Exercise brief:
Please return each line of the listing below exactly as written.

Given data:

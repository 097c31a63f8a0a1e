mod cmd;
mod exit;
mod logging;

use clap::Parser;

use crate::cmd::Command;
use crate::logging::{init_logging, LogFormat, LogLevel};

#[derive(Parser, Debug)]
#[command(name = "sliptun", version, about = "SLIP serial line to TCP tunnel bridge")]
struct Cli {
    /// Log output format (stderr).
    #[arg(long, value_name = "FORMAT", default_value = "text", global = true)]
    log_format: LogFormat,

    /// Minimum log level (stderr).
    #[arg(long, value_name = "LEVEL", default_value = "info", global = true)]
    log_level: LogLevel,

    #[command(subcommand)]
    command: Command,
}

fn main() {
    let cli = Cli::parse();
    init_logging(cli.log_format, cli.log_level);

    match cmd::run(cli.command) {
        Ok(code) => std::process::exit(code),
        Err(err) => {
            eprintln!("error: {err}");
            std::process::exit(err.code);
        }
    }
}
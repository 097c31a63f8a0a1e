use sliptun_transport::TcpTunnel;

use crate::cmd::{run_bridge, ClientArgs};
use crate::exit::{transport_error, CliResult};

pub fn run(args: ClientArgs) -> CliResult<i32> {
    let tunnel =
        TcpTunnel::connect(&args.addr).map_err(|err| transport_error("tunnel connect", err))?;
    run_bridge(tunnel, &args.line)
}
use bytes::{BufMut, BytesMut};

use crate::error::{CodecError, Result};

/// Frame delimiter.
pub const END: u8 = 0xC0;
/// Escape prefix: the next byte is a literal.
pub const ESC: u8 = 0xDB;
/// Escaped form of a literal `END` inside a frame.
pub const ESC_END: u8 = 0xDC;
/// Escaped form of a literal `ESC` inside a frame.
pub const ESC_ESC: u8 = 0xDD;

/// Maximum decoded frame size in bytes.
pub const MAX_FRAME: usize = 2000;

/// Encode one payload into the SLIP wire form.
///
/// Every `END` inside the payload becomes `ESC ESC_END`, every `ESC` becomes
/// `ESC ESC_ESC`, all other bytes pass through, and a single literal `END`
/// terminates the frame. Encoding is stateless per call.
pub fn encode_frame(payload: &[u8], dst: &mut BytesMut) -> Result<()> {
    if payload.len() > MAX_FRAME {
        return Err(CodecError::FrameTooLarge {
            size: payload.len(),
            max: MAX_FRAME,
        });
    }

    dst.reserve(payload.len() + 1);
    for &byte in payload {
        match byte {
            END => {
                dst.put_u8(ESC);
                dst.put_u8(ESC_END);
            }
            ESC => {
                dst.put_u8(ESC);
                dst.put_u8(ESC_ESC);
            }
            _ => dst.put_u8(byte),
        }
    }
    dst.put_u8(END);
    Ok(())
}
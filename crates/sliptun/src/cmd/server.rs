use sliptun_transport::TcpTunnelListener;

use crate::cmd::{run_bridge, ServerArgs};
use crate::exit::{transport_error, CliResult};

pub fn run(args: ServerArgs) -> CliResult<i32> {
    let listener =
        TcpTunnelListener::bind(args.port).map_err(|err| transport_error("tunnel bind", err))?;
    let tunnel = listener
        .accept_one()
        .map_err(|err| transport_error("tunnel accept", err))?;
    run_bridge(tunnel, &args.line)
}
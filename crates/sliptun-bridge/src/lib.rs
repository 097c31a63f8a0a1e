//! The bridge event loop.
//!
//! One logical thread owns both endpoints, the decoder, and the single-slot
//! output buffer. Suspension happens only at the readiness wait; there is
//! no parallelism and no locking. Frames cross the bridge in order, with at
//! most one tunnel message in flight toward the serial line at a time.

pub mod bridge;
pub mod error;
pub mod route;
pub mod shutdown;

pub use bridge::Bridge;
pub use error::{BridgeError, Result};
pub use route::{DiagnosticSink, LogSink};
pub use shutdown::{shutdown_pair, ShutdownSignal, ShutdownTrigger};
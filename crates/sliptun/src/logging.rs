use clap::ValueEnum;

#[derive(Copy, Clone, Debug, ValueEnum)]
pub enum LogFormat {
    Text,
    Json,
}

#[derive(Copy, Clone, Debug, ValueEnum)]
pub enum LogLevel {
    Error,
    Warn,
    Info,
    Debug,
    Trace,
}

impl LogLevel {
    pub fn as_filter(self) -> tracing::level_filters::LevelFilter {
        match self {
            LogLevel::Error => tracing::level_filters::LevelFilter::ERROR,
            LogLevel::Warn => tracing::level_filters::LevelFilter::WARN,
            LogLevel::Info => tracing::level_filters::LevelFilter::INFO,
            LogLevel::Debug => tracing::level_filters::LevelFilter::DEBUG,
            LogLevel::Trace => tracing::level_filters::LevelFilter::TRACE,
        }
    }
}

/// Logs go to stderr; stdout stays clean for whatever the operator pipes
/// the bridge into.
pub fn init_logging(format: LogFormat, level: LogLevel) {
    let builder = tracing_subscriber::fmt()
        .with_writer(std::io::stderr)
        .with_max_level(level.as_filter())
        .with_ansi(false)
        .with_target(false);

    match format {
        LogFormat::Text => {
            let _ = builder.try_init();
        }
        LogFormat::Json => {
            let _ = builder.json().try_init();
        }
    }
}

Solution:
repository 097c31a63f8a0a1e
mod cmd;
mod exit;
mod logging;

use clap::Parser;

use crate::cmd::Command;
use crate::logging::{init_logging, LogFormat, LogLevel};

#[derive(Parser, Debug)]
#[command(name = "sliptun", version, about = "SLIP serial line to TCP tunnel bridge")]
struct Cli {
    /// Log output format (stderr).
    #[arg(long, value_name = "FORMAT", default_value = "text", global = true)]
    log_format: LogFormat,

    /// Minimum log level (stderr).
    #[arg(long, value_name = "LEVEL", default_value = "info", global = true)]
    log_level: LogLevel,

    #[command(subcommand)]
    command: Command,
}

fn main() {
    let cli = Cli::parse();
    init_logging(cli.log_format, cli.log_level);

    match cmd::run(cli.command) {
        Ok(code) => std::process::exit(code),
        Err(err) => {
            eprintln!("error: {err}");
            std::process::exit(err.code);
        }
    }
}
repository 097c31a63f8a0a1e
use sliptun_transport::TcpTunnel;

use crate::cmd::{run_bridge, ClientArgs};
use crate::exit::{transport_error, CliResult};

pub fn run(args: ClientArgs) -> CliResult<i32> {
    let tunnel =
        TcpTunnel::connect(&args.addr).map_err(|err| transport_error("tunnel connect", err))?;
    run_bridge(tunnel, &args.line)
}
use bytes::{BufMut, BytesMut};

use crate::error::{CodecError, Result};

/// Frame delimiter.
pub const END: u8 = 0xC0;
/// Escape prefix: the next byte is a literal.
pub const ESC: u8 = 0xDB;
/// Escaped form of a literal `END` inside a frame.
pub const ESC_END: u8 = 0xDC;
/// Escaped form of a literal `ESC` inside a frame.
pub const ESC_ESC: u8 = 0xDD;

/// Maximum decoded frame size in bytes.
pub const MAX_FRAME: usize = 2000;

/// Encode one payload into the SLIP wire form.
///
/// Every `END` inside the payload becomes `ESC ESC_END`, every `ESC` becomes
/// `ESC ESC_ESC`, all other bytes pass through, and a single literal `END`
/// terminates the frame. Encoding is stateless per call.
pub fn encode_frame(payload: &[u8], dst: &mut BytesMut) -> Result<()> {
    if payload.len() > MAX_FRAME {
        return Err(CodecError::FrameTooLarge {
            size: payload.len(),
            max: MAX_FRAME,
        });
    }

    dst.reserve(payload.len() + 1);
    for &byte in payload {
        match byte {
            END => {
                dst.put_u8(ESC);
                dst.put_u8(ESC_END);
            }
            ESC => {
                dst.put_u8(ESC);
                dst.put_u8(ESC_ESC);
            }
            _ => dst.put_u8(byte),
        }
    }
    dst.put_u8(END);
    Ok(())
}
filename crates/sliptun/src/cmd/server.rs
use sliptun_transport::TcpTunnelListener;

use crate::cmd::{run_bridge, ServerArgs};
use crate::exit::{transport_error, CliResult};

pub fn run(args: ServerArgs) -> CliResult<i32> {
    let listener =
        TcpTunnelListener::bind(args.port).map_err(|err| transport_error("tunnel bind", err))?;
    let tunnel = listener
        .accept_one()
        .map_err(|err| transport_error("tunnel accept", err))?;
    run_bridge(tunnel, &args.line)
}
filename crates/sliptun-bridge/src/lib.rs
repository 097c31a63f8a0a1e
//! The bridge event loop.
//!
//! One logical thread owns both endpoints, the decoder, and the single-slot
//! output buffer. Suspension happens only at the readiness wait; there is
//! no parallelism and no locking. Frames cross the bridge in order, with at
//! most one tunnel message in flight toward the serial line at a time.

pub mod bridge;
pub mod error;
pub mod route;
pub mod shutdown;

pub use bridge::Bridge;
pub use error::{BridgeError, Result};
pub use route::{DiagnosticSink, LogSink};
pub use shutdown::{shutdown_pair, ShutdownSignal, ShutdownTrigger};
filename crates/sliptun/src/logging.rs
use clap::ValueEnum;

#[derive(Copy, Clone, Debug, ValueEnum)]
pub enum LogFormat {
    Text,
    Json,
}

#[derive(Copy, Clone, Debug, ValueEnum)]
pub enum LogLevel {
    Error,
    Warn,
    Info,
    Debug,
    Trace,
}

impl LogLevel {
    pub fn as_filter(self) -> tracing::level_filters::LevelFilter {
        match self {
            LogLevel::Error => tracing::level_filters::LevelFilter::ERROR,
            LogLevel::Warn => tracing::level_filters::LevelFilter::WARN,
            LogLevel::Info => tracing::level_filters::LevelFilter::INFO,
            LogLevel::Debug => tracing::level_filters::LevelFilter::DEBUG,
            LogLevel::Trace => tracing::level_filters::LevelFilter::TRACE,
        }
    }
}

/// Logs go to stderr; stdout stays clean for whatever the operator pipes
/// the bridge into.
pub fn init_logging(format: LogFormat, level: LogLevel) {
    let builder = tracing_subscriber::fmt()
        .with_writer(std::io::stderr)
        .with_max_level(level.as_filter())
        .with_ansi(false)
        .with_target(false);

    match format {
        LogFormat::Text => {
            let _ = builder.try_init();
        }
        LogFormat::Json => {
            let _ = builder.json().try_init();
        }
    }
}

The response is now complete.